(Stored items from a collection)
====================

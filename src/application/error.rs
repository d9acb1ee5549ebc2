//! 应用层错误定义
//!
//! 统一的命令错误类型，所有错误对本次运行都是终止性的

use std::path::PathBuf;
use thiserror::Error;

use crate::application::ports::{ConcatError, SegmentStorageError, TtsError};
use crate::domain::speech::CatalogError;

/// 应用层错误
#[derive(Debug, Error)]
pub enum ApplicationError {
    /// 输入校验错误（文件不存在、格式/音色/模型无效）
    #[error("Validation error: {0}")]
    ValidationError(String),

    /// 外部工具或凭据缺失
    #[error("Missing dependency: {0}")]
    DependencyMissing(String),

    /// 凭据被远程服务拒绝
    #[error("Authentication failed: {0}")]
    AuthError(String),

    /// 远程合成调用失败
    #[error("Synthesis request failed: {0}")]
    TransportError(String),

    /// 拼接失败，片段保留在 `segments_dir`
    #[error("Assembly failed: {message} (segments kept in {})", segments_dir.display())]
    AssemblyError {
        message: String,
        segments_dir: PathBuf,
    },

    /// 本地文件读写错误
    #[error("IO error: {0}")]
    IoError(String),
}

impl ApplicationError {
    /// 创建验证错误
    pub fn validation(message: impl Into<String>) -> Self {
        Self::ValidationError(message.into())
    }

    /// 创建依赖缺失错误
    pub fn dependency_missing(message: impl Into<String>) -> Self {
        Self::DependencyMissing(message.into())
    }

    /// 取值不在允许列表中，附带可选值
    pub fn invalid_choice(err: CatalogError, available: &str) -> Self {
        Self::ValidationError(format!("{}. Available: {}", err, available))
    }

    pub fn assembly(message: impl Into<String>, segments_dir: impl Into<PathBuf>) -> Self {
        Self::AssemblyError {
            message: message.into(),
            segments_dir: segments_dir.into(),
        }
    }

    /// 进程退出码（所有错误均为 1）
    pub fn exit_code(&self) -> i32 {
        1
    }
}

impl From<CatalogError> for ApplicationError {
    fn from(err: CatalogError) -> Self {
        Self::ValidationError(err.to_string())
    }
}

impl From<TtsError> for ApplicationError {
    fn from(err: TtsError) -> Self {
        match err {
            TtsError::Unauthorized(message) => Self::AuthError(message),
            other => Self::TransportError(other.to_string()),
        }
    }
}

impl From<SegmentStorageError> for ApplicationError {
    fn from(err: SegmentStorageError) -> Self {
        Self::IoError(err.to_string())
    }
}

impl From<ConcatError> for ApplicationError {
    fn from(err: ConcatError) -> Self {
        match err {
            ConcatError::Unavailable(message) => Self::DependencyMissing(message),
            other => Self::IoError(other.to_string()),
        }
    }
}

impl From<std::io::Error> for ApplicationError {
    fn from(err: std::io::Error) -> Self {
        Self::IoError(err.to_string())
    }
}

#[cfg(test)]
mod tests {
    use super::*;

    #[test]
    fn test_unauthorized_maps_to_auth_error() {
        let err: ApplicationError = TtsError::Unauthorized("HTTP 401".into()).into();
        assert!(matches!(err, ApplicationError::AuthError(_)));

        let err: ApplicationError = TtsError::Timeout.into();
        assert!(matches!(err, ApplicationError::TransportError(_)));
    }

    #[test]
    fn test_catalog_error_is_validation() {
        let err: ApplicationError = CatalogError::UnknownFormat("mp4".into()).into();
        assert!(matches!(err, ApplicationError::ValidationError(_)));
        assert_eq!(err.to_string(), "Validation error: Invalid format 'mp4'");
        assert_eq!(err.exit_code(), 1);
    }

    #[test]
    fn test_invalid_choice_lists_options() {
        let err = ApplicationError::invalid_choice(
            CatalogError::UnknownVoice("robot".into()),
            "shimmer, alloy",
        );
        assert_eq!(
            err.to_string(),
            "Validation error: Unknown voice 'robot'. Available: shimmer, alloy"
        );
    }

    #[test]
    fn test_assembly_error_mentions_segments_dir() {
        let err = ApplicationError::assembly("ffmpeg exited with 1", "/tmp/md2audio-x");
        assert!(err.to_string().contains("/tmp/md2audio-x"));
    }
}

====================

Where does the string "alloy" occur in the data above? Copy every line that holds it.

            "shimmer, alloy",
            "Validation error: Unknown voice 'robot'. Available: shimmer, alloy"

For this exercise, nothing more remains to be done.